The true worth of this book comes at the end as the plot itself is really taking off and the quest such as it is (having stumbled their way to Greece, the action actually all takes place within the parameters of Camp Half-Blood—a first for Riordan) is beginning. Really I only felt like the book came to fruition when the villain appeared in the flesh. That climax I loved. I look forward to reading the resolution in coming books. The climax connects this book to the others and gives extra weight to past books—which I wasn’t really sure was possible. For that I like it. I like adding a more human element to the villainy I’ve already lived through, because fighting a god, well that’s the stuff of legends, but fighting a megalomaniac with too much power—that’s the kind of fight to which I can relate.
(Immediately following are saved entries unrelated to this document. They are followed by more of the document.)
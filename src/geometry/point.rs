//! Two-dimensional points on the periodic domain.
//!
//! Positions are plain `f64` pairs. Points stored in a mesh always carry their
//! canonical coordinates in `[0, size)²`; coordinates outside that square only
//! appear after a point has been lifted into a neighbouring chunk.

#![forbid(unsafe_code)]

use std::fmt;
use std::ops::{Add, AddAssign, Mul, Neg, Sub, SubAssign};

// =============================================================================
// POINT STRUCT DEFINITION
// =============================================================================

/// A point (or displacement vector) in the plane.
///
/// # Examples
///
/// ```rust
/// use periodic_delaunay::geometry::point::Point2;
///
/// let p = Point2::new(1.0, 2.0);
/// let q = Point2::new(4.0, 6.0);
/// assert_eq!(p.distance(q), 5.0);
/// assert_eq!((q - p).coords(), [3.0, 4.0]);
/// ```
#[derive(Clone, Copy, Debug, Default, PartialEq)]
pub struct Point2 {
    /// Horizontal coordinate.
    pub x: f64,
    /// Vertical coordinate.
    pub y: f64,
}

// =============================================================================
// PUBLIC API
// =============================================================================

impl Point2 {
    /// The origin.
    pub const ORIGIN: Self = Self::new(0.0, 0.0);

    /// Creates a point from its coordinates.
    #[inline]
    #[must_use]
    pub const fn new(x: f64, y: f64) -> Self {
        Self { x, y }
    }

    /// Returns the coordinates as an array.
    #[inline]
    #[must_use]
    pub const fn coords(self) -> [f64; 2] {
        [self.x, self.y]
    }

    /// Dot product, treating both points as vectors.
    #[inline]
    #[must_use]
    pub fn dot(self, other: Self) -> f64 {
        self.x.mul_add(other.x, self.y * other.y)
    }

    /// z-component of the 3D cross product, treating both points as vectors.
    #[inline]
    #[must_use]
    pub fn cross(self, other: Self) -> f64 {
        self.x.mul_add(other.y, -(self.y * other.x))
    }

    #[inline]
    #[must_use]
    pub fn squared_norm(self) -> f64 {
        self.dot(self)
    }

    #[inline]
    #[must_use]
    pub fn norm(self) -> f64 {
        self.x.hypot(self.y)
    }

    /// Squared Euclidean distance, without any periodic wrapping.
    #[inline]
    #[must_use]
    pub fn squared_distance(self, other: Self) -> f64 {
        (other - self).squared_norm()
    }

    /// Euclidean distance, without any periodic wrapping.
    #[inline]
    #[must_use]
    pub fn distance(self, other: Self) -> f64 {
        (other - self).norm()
    }

    /// Linear interpolation: `t = 0` gives `self`, `t = 1` gives `other`.
    #[inline]
    #[must_use]
    pub fn lerp(self, other: Self, t: f64) -> Self {
        self + (other - self) * t
    }

    /// Returns `true` if both coordinates are finite.
    #[inline]
    #[must_use]
    pub const fn is_finite(self) -> bool {
        self.x.is_finite() && self.y.is_finite()
    }
}

// =============================================================================
// CONVERSIONS AND OPERATORS
// =============================================================================

impl From<[f64; 2]> for Point2 {
    #[inline]
    fn from(coords: [f64; 2]) -> Self {
        Self::new(coords[0], coords[1])
    }
}

impl From<(f64, f64)> for Point2 {
    #[inline]
    fn from((x, y): (f64, f64)) -> Self {
        Self::new(x, y)
    }
}

impl From<Point2> for [f64; 2] {
    #[inline]
    fn from(p: Point2) -> Self {
        p.coords()
    }
}

impl fmt::Display for Point2 {
    fn fmt(&self, f: &mut fmt::Formatter<'_>) -> fmt::Result {
        write!(f, "({}, {})", self.x, self.y)
    }
}

impl Add for Point2 {
    type Output = Self;

    #[inline]
    fn add(self, rhs: Self) -> Self {
        Self::new(self.x + rhs.x, self.y + rhs.y)
    }
}

impl AddAssign for Point2 {
    #[inline]
    fn add_assign(&mut self, rhs: Self) {
        self.x += rhs.x;
        self.y += rhs.y;
    }
}

impl Sub for Point2 {
    type Output = Self;

    #[inline]
    fn sub(self, rhs: Self) -> Self {
        Self::new(self.x - rhs.x, self.y - rhs.y)
    }
}

impl SubAssign for Point2 {
    #[inline]
    fn sub_assign(&mut self, rhs: Self) {
        self.x -= rhs.x;
        self.y -= rhs.y;
    }
}

impl Mul<f64> for Point2 {
    type Output = Self;

    #[inline]
    fn mul(self, rhs: f64) -> Self {
        Self::new(self.x * rhs, self.y * rhs)
    }
}

impl Neg for Point2 {
    type Output = Self;

    #[inline]
    fn neg(self) -> Self {
        Self::new(-self.x, -self.y)
    }
}

// =============================================================================
// TESTS
// =============================================================================

#[cfg(test)]
mod tests {
    use super::*;
    use approx::assert_relative_eq;

    #[test]
    fn point_arithmetic() {
        let a = Point2::new(1.0, 2.0);
        let b = Point2::new(-3.0, 0.5);

        assert_eq!(a + b, Point2::new(-2.0, 2.5));
        assert_eq!(a - b, Point2::new(4.0, 1.5));
        assert_eq!(a * 2.0, Point2::new(2.0, 4.0));
        assert_eq!(-a, Point2::new(-1.0, -2.0));

        let mut c = a;
        c += b;
        c -= b;
        assert_eq!(c, a);
    }

    #[test]
    fn point_products_and_norms() {
        let a = Point2::new(3.0, 0.0);
        let b = Point2::new(0.0, 4.0);

        assert_relative_eq!(a.dot(b), 0.0);
        assert_relative_eq!(a.cross(b), 12.0);
        assert_relative_eq!(b.cross(a), -12.0);
        assert_relative_eq!(a.distance(b), 5.0);
        assert_relative_eq!(a.squared_distance(b), 25.0);
        assert_relative_eq!((a - b).norm(), 5.0);
    }

    #[test]
    fn point_lerp_and_conversions() {
        let a = Point2::new(0.0, 0.0);
        let b = Point2::new(2.0, -4.0);
        let mid = a.lerp(b, 0.5);
        assert_relative_eq!(mid.x, 1.0);
        assert_relative_eq!(mid.y, -2.0);

        assert_eq!(Point2::from([1.5, 2.5]), Point2::new(1.5, 2.5));
        assert_eq!(Point2::from((1.5, 2.5)), Point2::new(1.5, 2.5));
        let arr: [f64; 2] = Point2::new(7.0, 8.0).into();
        assert_eq!(arr, [7.0, 8.0]);
        assert_eq!(format!("{}", Point2::new(1.0, 2.0)), "(1, 2)");
    }

    #[test]
    fn point_finiteness() {
        assert!(Point2::new(1.0, 2.0).is_finite());
        assert!(!Point2::new(f64::NAN, 2.0).is_finite());
        assert!(!Point2::new(1.0, f64::INFINITY).is_finite());
    }
}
Getting to the climax, to the quest—getting Apollo to move away from whining to heroism—that… dragged more than I wanted it too. I can’t say it was slow, because the tone doesn’t allow it to be slow, but there was just not much happening.
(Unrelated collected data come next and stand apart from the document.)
//! Euler characteristic checks for periodic meshes.
//!
//! Combines simplex counting, classification, and the expected χ into one
//! report.

use crate::core::periodic_mesh::PeriodicMesh;
use crate::topology::characteristics::euler::{
    FVector, TopologyClassification, classify_mesh, count_simplices, euler_characteristic,
    expected_chi_for,
};

/// Result of Euler characteristic validation.
///
/// # Examples
///
/// ```rust
/// use periodic_delaunay::topology::characteristics::{euler::*, validation::TopologyCheckResult};
///
/// let valid_result = TopologyCheckResult {
///     chi: 0,
///     expected: Some(0),
///     classification: TopologyClassification::Torus,
///     counts: FVector { by_dim: vec![2, 6, 4] },
///     notes: vec![],
/// };
/// assert!(valid_result.is_valid());
///
/// let invalid_result = TopologyCheckResult {
///     chi: 1,
///     expected: Some(0),
///     classification: TopologyClassification::Torus,
///     counts: FVector { by_dim: vec![3, 6, 4] },
///     notes: vec!["Mismatch".to_string()],
/// };
/// assert!(!invalid_result.is_valid());
/// ```
#[derive(Debug, Clone, PartialEq, Eq)]
pub struct TopologyCheckResult {
    /// Computed Euler characteristic.
    pub chi: isize,

    /// Expected χ based on classification (None if it cannot be predicted).
    pub expected: Option<isize>,

    /// Topological classification.
    pub classification: TopologyClassification,

    /// Full simplex counts (f-vector).
    pub counts: FVector,

    /// Diagnostic notes.
    pub notes: Vec<String>,
}

impl TopologyCheckResult {
    /// Returns `true` if χ matches expectation, or if nothing was expected.
    #[must_use]
    pub fn is_valid(&self) -> bool {
        self.expected.is_none_or(|exp| self.chi == exp)
    }
}

/// Counts, classifies, and checks χ of `mesh`.
///
/// # Examples
///
/// ```rust
/// use periodic_delaunay::prelude::*;
/// use periodic_delaunay::topology::characteristics::validation;
///
/// let mut dt = PeriodicDelaunay::new(10.0, 16);
/// for &(x, y) in &[(5.0, 5.0), (2.0, 7.0), (8.5, 1.5)] {
///     dt.insert(Point2::new(x, y)).unwrap();
/// }
///
/// let result = validation::validate_mesh_euler(dt.grid());
/// assert_eq!(result.chi, 0);
/// assert!(result.is_valid());
/// ```
#[must_use]
pub fn validate_mesh_euler(mesh: &PeriodicMesh) -> TopologyCheckResult {
    let counts = count_simplices(mesh);
    let chi = euler_characteristic(&counts);
    let classification = classify_mesh(mesh);
    let expected = expected_chi_for(&classification);

    let mut notes = Vec::new();
    if let Some(exp) = expected
        && chi != exp
    {
        notes.push(format!(
            "Euler characteristic mismatch: computed χ={chi}, expected χ={exp} for {classification:?}"
        ));
    }
    if classification == TopologyClassification::OpenSurface {
        notes.push("Mesh has edges with a single triangle; it does not cover the torus".to_string());
    }
    if !notes.is_empty() {
        tracing::debug!(chi, ?expected, ?classification, "topology check flagged the mesh");
    }

    TopologyCheckResult {
        chi,
        expected,
        classification,
        counts,
        notes,
    }
}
Overall, this is not Riordan’s greatest work—not for me. I wanted to like Apollo’s voice; I was excited for Apollo’s voice. I was glad to see the haikus as chapter titles because that has been the most memorable thing about Apollo in previous works. But this was just… too much narcissism. And after the depth to which Riordan plunged with The Heroes of Olympus, this whole book, like Apollo’s worldview, seemed shallow. But I will stick with the series and see what happens.
Riordan, Rick. The Trials of Apollo, Book One: The Hidden Oracle. New York: Hyperion-Disney, 2016.
This review is not endorsed by Hyperion Books, Disney Book Group, or Rick Riordan. It is an independent, honest review by a reader.